In the world of Martial Arts, few nations are as feared as the Russians.

Ever since they stormed onto the world Judo scene in the 1970's, their reputation has been one of skill, power and unorthodox techniques. 


What Are Russian Martial Arts?


Russian martial art is a study of human behaviour under situations that are extreme and demanding of physical and mental faculties. 

It is a study in human biomechanics at its ultimate. Russian martial arts are a way of life to realize true human potential. The aim is to enjoy martial arts in an equal environment with ease. All movements are free and natural and based on dances based on Slavic folklore.

The goal of a Russian martial art exponent is to make the adversary harmless and not face any harm to his/herself. 

Conflict resolution, aggression prevention, and defense techniques are the pillars of Russian martial art.

Russian martial arts exponents should value both life and health. Students are required to have great power as a fighter, but still retain compassion and humanity.  

 "The life of your friend is always more valuable than your own. You can die yourself, but rescue your friend," is the Cossack Cadet Code. 

Russian martial arts stand proud on its cornerstone that there should be harmony and preservation with life community.


The History of Russian Martial Arts

The evolution of Russian martial arts can be divided into four influential periods. 

The tribal combat period is the first one of note. The time has an ancient tradition and was generally known for its grappling and combative sports. The rites of passage were passed down from generation to generation. 

The peak time for passing the skills down were festivals and celebrations. 

The tribal traditions marked the passage from childhood to adulthood.

Interesting to note that fighting skills were the ticket to maturity!

This period is dated between the sixth and the tenth century AD and coloured the connection between Northern and Western attacks. 

The Eastern Slavs were known to be fearless and daring, and hand-to-hand combat was their forte.

The Slavic school of martial art had its own patron deity. Peron, as he was called, had games and contests held in his honor. 

The school of martial art was super practical and there are records of victories by Mstislav the Daring over Rededia, and of Nikita Kozhemiaka against a fighter of the Pecheneg. These competitions were not considered as individual sporting events. They were fought and won for the glory of the tribe.

A strong sense of community that inspires Russians even today stems from these stories.  

Alas! these sports were soon outlawed by religious groups.

Religious holidays were the very days when Russian martial art exponents showcased their skills. Courageous fighters fought on ice in the 'wall fighting' tradition. The main fighting skills that ruled the roost were stick fighting, fisticuffs, and the use of weapons.

The ninth to the thirteenth century saw the advent of metallurgy, and the second influential time frame in the Russian martial arts scene was marked then. It is also called the Norman period.
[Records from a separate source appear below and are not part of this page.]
//! Hittable trait and HitRecord for ray-object intersection.

use crate::{Color, Material, Ray};
use prism_math::{Interval, Vec3};

/// Record of a ray-object intersection.
#[derive(Clone, Copy)]
pub struct HitRecord<'a> {
    /// Parameter t where the intersection occurs
    pub t: f32,
    /// Point of intersection
    pub p: Vec3,
    /// Unit surface normal as defined by the primitive.
    ///
    /// This is not flipped to face the ray; materials that care about
    /// orientation use `front_face`.
    pub normal: Vec3,
    /// Whether the ray arrived against the normal (`direction · normal <= 0`)
    pub front_face: bool,
    /// Material at the intersection point
    pub material: &'a dyn Material,
    /// Per-primitive tint, independent of the material's albedo
    pub color: Color,
}

impl<'a> HitRecord<'a> {
    /// Build a record from the primitive's normal at the hit point.
    pub fn new(
        ray: &Ray,
        t: f32,
        normal: Vec3,
        material: &'a dyn Material,
        color: Color,
    ) -> Self {
        Self {
            t,
            p: ray.at(t),
            normal,
            front_face: ray.direction().dot(normal) <= 0.0,
            material,
            color,
        }
    }
}

/// Trait for objects that can be hit by rays.
pub trait Hittable: Send + Sync {
    /// Find the nearest intersection with `ray_t.min < t < ray_t.max`.
    fn hit<'a>(&'a self, ray: &Ray, ray_t: Interval) -> Option<HitRecord<'a>>;
}
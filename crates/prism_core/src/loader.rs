//! JSON scene loading.

use std::path::Path;

use crate::scene::{SceneDesc, SceneResult};

/// Load and validate a scene from a JSON file.
pub fn load_scene<P: AsRef<Path>>(path: P) -> SceneResult<SceneDesc> {
    let path = path.as_ref();
    let text = std::fs::read_to_string(path)?;
    let scene = load_scene_from_str(&text)?;

    log::info!(
        "Loaded scene '{}' from {}: {} primitives, {} materials",
        scene.name,
        path.display(),
        scene.primitives.len(),
        scene.materials.len()
    );

    Ok(scene)
}

/// Parse and validate a scene from a JSON string.
pub fn load_scene_from_str(text: &str) -> SceneResult<SceneDesc> {
    let scene: SceneDesc = serde_json::from_str(text)?;
    scene.validate()?;
    Ok(scene)
}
The mail shirt or the Kolchuga, the long straight sword called the Myech, the head cap or the Shell, and the almond-shaped shield were all hewed out of metal and came into use in martial arts.

 The incessant attacks from North and West led to a comprehensive adaptation to the threat in preparation and application of Russian martial arts. They became more flexible and combative in nature.
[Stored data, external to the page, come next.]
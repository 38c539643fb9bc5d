#![allow(dead_code)]

use scoped_resource_sdk::{
    config::PostProcess, CallerIdentityContext, ExecutionMode, FullConfig, HistoryService, MemoryExecutor,
    RegistryBuilder, ResourceProvider, ResourceRegistry, ScopePolicy,
};
use serde_json::{json, Value};
use std::sync::Arc;

pub fn resources_json() -> Value {
    json!({
        "resources": [
            {
                "key": "widgets",
                "aliases": ["gadgets"],
                "table": "widgets",
                "select_columns": "id, name, warehouse_id, category_id, is_active, updated_at",
                "search_columns": ["name"],
                "default_sort": { "column": "name" },
                "active_flag_column": "is_active",
                "warehouse_scope": { "mode": "column", "column": "warehouse_id" },
                "relations": [
                    {
                        "kind": "manyToMany",
                        "name": "tags",
                        "junction_table": "widget_tags",
                        "junction_parent_column": "widget_id",
                        "junction_child_column": "tag_id",
                        "target_table": "tags",
                        "target_columns": "id, label",
                        "resolve_as": "objects"
                    },
                    {
                        "kind": "oneToMany",
                        "name": "parts",
                        "target_table": "parts",
                        "foreign_key": "widget_id",
                        "target_columns": "id, widget_id, part_no, position",
                        "order_by": { "column": "position" },
                        "limit": 2
                    },
                    {
                        "kind": "manyToOne",
                        "name": "category",
                        "local_key": "category_id",
                        "target_table": "categories",
                        "target_columns": "id, display_name"
                    }
                ]
            },
            {
                "key": "roles",
                "table": "roles",
                "select_columns": "id, name",
                "relations": [
                    {
                        "kind": "manyToMany",
                        "name": "warehouses",
                        "junction_table": "role_warehouses",
                        "junction_parent_column": "role_id",
                        "junction_child_column": "warehouse_id",
                        "on_empty": "ALL"
                    },
                    {
                        "kind": "manyToMany",
                        "name": "regions",
                        "junction_table": "role_regions",
                        "junction_parent_column": "role_id",
                        "junction_child_column": "region_id"
                    },
                    {
                        "kind": "manyToMany",
                        "name": "auditors",
                        "junction_table": "role_auditors",
                        "junction_parent_column": "role_id",
                        "junction_child_column": "user_id",
                        "include_by_default": false
                    }
                ]
            },
            {
                "key": "tasks",
                "table": "tasks",
                "select_columns": "id, title, owner_id, warehouse_code, is_active",
                "active_flag_column": "is_active",
                "soft_delete": true,
                "ownership_scope": { "mode": "self", "column": "owner_id", "bypass_permissions": ["tasks.admin"] },
                "warehouse_scope": { "mode": "column", "column": "warehouse_code" }
            },
            {
                "key": "stock-levels",
                "table": "stock_levels_current",
                "base_table": "stock_levels",
                "select_columns": "id, sku, quantity, warehouse_id, anchor_id, updated_at",
                "warehouse_scope": { "mode": "column", "column": "warehouse_id" },
                "history": {
                    "source": { "anchor_column": "anchor_id" },
                    "projection": { "columns": ["id", "sku", "quantity", "updated_at"], "order_by": "updated_at" },
                    "actor": { "column": "changed_by", "table": "users", "label_column": "full_name" },
                    "location": { "column": "warehouse_id", "table": "warehouses" }
                }
            }
        ]
    })
}

pub fn full_config() -> FullConfig {
    serde_json::from_value(resources_json()).unwrap()
}

pub fn registry() -> ResourceRegistry {
    RegistryBuilder::new(full_config()).build().unwrap()
}

/// Registry whose `roles` resource derives a flag from its hydrated relations.
pub fn registry_with_post_process() -> ResourceRegistry {
    RegistryBuilder::new(full_config())
        .with_post_process(
            "roles",
            PostProcess::new(|rows| {
                rows.into_iter()
                    .map(|mut r| {
                        let unrestricted = r["warehouses_scope"] == json!("ALL");
                        r["unrestricted"] = json!(unrestricted);
                        r
                    })
                    .collect()
            }),
        )
        .build()
        .unwrap()
}

pub fn store() -> MemoryExecutor {
    MemoryExecutor::new()
        .with_table(
            "widgets",
            vec![
                json!({ "id": "a", "name": "Bolt", "warehouse_id": "w1", "category_id": "c1", "is_active": true }),
                json!({ "id": "b", "name": "Nut", "warehouse_id": "w1", "category_id": null, "is_active": false }),
                json!({ "id": "c", "name": "Washer", "warehouse_id": "w2", "category_id": "c2", "is_active": true }),
            ],
        )
        .with_table(
            "widget_tags",
            vec![
                json!({ "widget_id": "a", "tag_id": "t1" }),
                json!({ "widget_id": "a", "tag_id": "t2" }),
                json!({ "widget_id": "c", "tag_id": "t1" }),
            ],
        )
        .with_table(
            "tags",
            vec![json!({ "id": "t1", "label": "steel" }), json!({ "id": "t2", "label": "metric" })],
        )
        .with_table(
            "parts",
            vec![
                json!({ "id": "p1", "widget_id": "a", "part_no": "A-3", "position": 3 }),
                json!({ "id": "p2", "widget_id": "a", "part_no": "A-1", "position": 1 }),
                json!({ "id": "p3", "widget_id": "a", "part_no": "A-2", "position": 2 }),
                json!({ "id": "p4", "widget_id": "c", "part_no": "C-1", "position": 1 }),
            ],
        )
        .with_table(
            "categories",
            vec![
                json!({ "id": "c1", "display_name": "Fasteners" }),
                json!({ "id": "c2", "display_name": "Spacers" }),
            ],
        )
        .with_table(
            "roles",
            vec![
                json!({ "id": "r1", "name": "Picker" }),
                json!({ "id": "r2", "name": "Supervisor" }),
            ],
        )
        .with_table(
            "role_warehouses",
            vec![json!({ "role_id": "r1", "warehouse_id": "w1" })],
        )
        .with_table(
            "role_regions",
            vec![json!({ "role_id": "r1", "region_id": "north" })],
        )
        .with_table(
            "role_auditors",
            vec![json!({ "role_id": "r2", "user_id": "u9" })],
        )
        .with_table(
            "tasks",
            vec![
                json!({ "id": "k1", "title": "Count bay 4", "owner_id": "u1", "warehouse_code": "MAIN", "is_active": true }),
                json!({ "id": "k2", "title": "Restock", "owner_id": "u2", "warehouse_code": "MAIN", "is_active": true }),
                json!({ "id": "k3", "title": "Audit", "owner_id": "u1", "warehouse_code": "EAST", "is_active": true }),
            ],
        )
        .with_table("stock_levels", stock_history_rows())
        .with_table(
            "users",
            vec![
                json!({ "id": "u1", "full_name": "Ada Lovelace" }),
                json!({ "id": "u2", "full_name": "Alan Turing" }),
            ],
        )
        .with_table(
            "warehouses",
            vec![json!({ "id": "w1", "name": "Main" }), json!({ "id": "w2", "name": "East" })],
        )
}

/// Five versions of anchor A1 (two share a timestamp) and three of A2.
pub fn stock_history_rows() -> Vec<Value> {
    vec![
        json!({ "id": 1, "anchor_id": "A1", "sku": "S1", "quantity": 10, "warehouse_id": "w1", "changed_by": "u1", "updated_at": "2024-01-01T09:00:00Z" }),
        json!({ "id": 2, "anchor_id": "A1", "sku": "S1", "quantity": 12, "warehouse_id": "w1", "changed_by": "u2", "updated_at": "2024-01-02T09:00:00Z" }),
        json!({ "id": 3, "anchor_id": "A1", "sku": "S1", "quantity": 9, "warehouse_id": "w1", "changed_by": "u1", "updated_at": "2024-01-03T09:00:00Z" }),
        json!({ "id": 4, "anchor_id": "A1", "sku": "S1", "quantity": 7, "warehouse_id": "w1", "changed_by": "u3", "updated_at": "2024-01-03T09:00:00Z" }),
        json!({ "id": 5, "anchor_id": "A1", "sku": "S1", "quantity": 15, "warehouse_id": "w1", "changed_by": "u1", "updated_at": "2024-01-04T17:45:00Z" }),
        json!({ "id": 6, "anchor_id": "A2", "sku": "S2", "quantity": 1, "warehouse_id": "w1", "changed_by": "u1", "updated_at": "2024-01-05T09:00:00Z" }),
        json!({ "id": 7, "anchor_id": "A2", "sku": "S2", "quantity": 2, "warehouse_id": "w1", "changed_by": "u1", "updated_at": "2024-01-06T09:00:00Z" }),
        json!({ "id": 8, "anchor_id": "A2", "sku": "S2", "quantity": 3, "warehouse_id": "w1", "changed_by": "u1", "updated_at": "2024-01-07T09:00:00Z" }),
        json!({ "id": 9, "anchor_id": null, "sku": "S3", "quantity": 0, "warehouse_id": "w1", "changed_by": "u1", "updated_at": "2024-01-07T09:00:00Z" }),
        json!({ "id": 10, "anchor_id": "A3", "sku": "S4", "quantity": 4, "warehouse_id": "w2", "changed_by": "u1", "updated_at": "2024-01-07T09:00:00Z" }),
    ]
}

pub fn provider(store: Arc<MemoryExecutor>, mode: ExecutionMode) -> ResourceProvider {
    ResourceProvider::new(store, ScopePolicy::Enforced, mode)
}

pub fn history(store: Arc<MemoryExecutor>) -> HistoryService {
    HistoryService::new(store, ScopePolicy::Enforced)
}

/// Caller restricted to warehouse id w1.
pub fn w1_caller() -> CallerIdentityContext {
    CallerIdentityContext::new("u1").with_warehouse_ids(["w1"])
}

pub fn ids(rows: &[Value]) -> Vec<Value> {
    rows.iter().map(|r| r["id"].clone()).collect()
}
The thirteenth-century saw the advancement of the third influential period in the history of Russian martial arts. The Mongol and Tatar influence are very palpable indeed. Weapons like the Cossack Shashqa- a long sword, round shields, and eastern style of body armor were commonly used. The lethal Nagyka or a short whip filled with lead also came into use.
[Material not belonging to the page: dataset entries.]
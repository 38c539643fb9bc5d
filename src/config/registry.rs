//! Resource registry: key (or alias) -> immutable resource config.

use crate::config::{is_valid_key, resolve_resource, validate, FullConfig, PostProcess, ResourceConfig};
use crate::error::{AppError, ConfigError};
use crate::mapper::DomainMapper;
use std::collections::{BTreeSet, HashMap};
use std::sync::Arc;

/// Read-only after `RegistryBuilder::build`; safe to share across request tasks without locking.
#[derive(Clone, Debug, Default)]
pub struct ResourceRegistry {
    by_key: HashMap<String, Arc<ResourceConfig>>,
    canonical: Vec<String>,
}

impl ResourceRegistry {
    /// Resolve a canonical key or alias. Fails with `ResourceNotFound` for unknown or malformed keys.
    pub fn resolve(&self, key: &str) -> Result<Arc<ResourceConfig>, AppError> {
        if !is_valid_key(key) {
            return Err(AppError::ResourceNotFound(truncate_key(key)));
        }
        self.by_key
            .get(key)
            .cloned()
            .ok_or_else(|| AppError::ResourceNotFound(key.to_string()))
    }

    /// Canonical keys in declaration order.
    pub fn keys(&self) -> &[String] {
        &self.canonical
    }

    /// Every table the registered resources touch, sorted and deduplicated.
    pub fn tables(&self) -> Vec<String> {
        let tables: BTreeSet<&str> = self
            .canonical
            .iter()
            .filter_map(|key| self.by_key.get(key))
            .flat_map(|config| config.tables())
            .collect();
        tables.into_iter().map(str::to_string).collect()
    }

    pub fn len(&self) -> usize {
        self.canonical.len()
    }

    pub fn is_empty(&self) -> bool {
        self.canonical.is_empty()
    }
}

fn truncate_key(key: &str) -> String {
    key.chars().take(64).collect()
}

/// Collects declarations plus code-only hooks, then freezes them into a `ResourceRegistry`.
#[derive(Default)]
pub struct RegistryBuilder {
    config: FullConfig,
    mappers: HashMap<String, Arc<dyn DomainMapper>>,
    post_process: HashMap<String, PostProcess>,
}

impl RegistryBuilder {
    pub fn new(config: FullConfig) -> Self {
        RegistryBuilder {
            config,
            ..Default::default()
        }
    }

    /// Replace the config-driven mapper for one resource.
    pub fn with_mapper(mut self, key: &str, mapper: Arc<dyn DomainMapper>) -> Self {
        self.mappers.insert(key.to_string(), mapper);
        self
    }

    pub fn with_post_process(mut self, key: &str, hook: PostProcess) -> Self {
        self.post_process.insert(key.to_string(), hook);
        self
    }

    pub fn build(mut self) -> Result<ResourceRegistry, ConfigError> {
        validate(&self.config)?;
        for key in self.mappers.keys().chain(self.post_process.keys()) {
            if !self.config.resources.iter().any(|r| &r.key == key) {
                return Err(ConfigError::Validation(format!("hook registered for unknown resource '{}'", key)));
            }
        }

        let mut by_key = HashMap::new();
        let mut canonical = Vec::with_capacity(self.config.resources.len());
        for decl in &self.config.resources {
            let resolved = Arc::new(resolve_resource(
                decl,
                self.mappers.remove(&decl.key),
                self.post_process.remove(&decl.key),
            ));
            for alias in &decl.aliases {
                by_key.insert(alias.clone(), Arc::clone(&resolved));
            }
            by_key.insert(decl.key.clone(), resolved);
            canonical.push(decl.key.clone());
        }
        tracing::debug!(resources = canonical.len(), "resource registry built");
        Ok(ResourceRegistry { by_key, canonical })
    }
}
The Cossacks and Genghis Khan along with his Golden horde were constantly at war. The Golden horde dominated the Russians for nearly four hundred years.

The Slavic martial art forms went through a comprehensive change during this period. The beginning of the seventeenth century saw the impact of western influences on the Russian martial art forms. This meant that oriental influences became weaker. Old martial art families started teaching the sport to the newer generations in the original Slavic traditional heritage.

The fourth period began from the October Revolution and saw the consolidation and exclusivity of Russian martial art. This period is also called the Global period. Stalin helped develop a national sport Sambo, which is an offshoot of the traditional Russian martial art forms. The training was also called the 'system'. This led to the creation of another Russian martial art form called 'Systema'.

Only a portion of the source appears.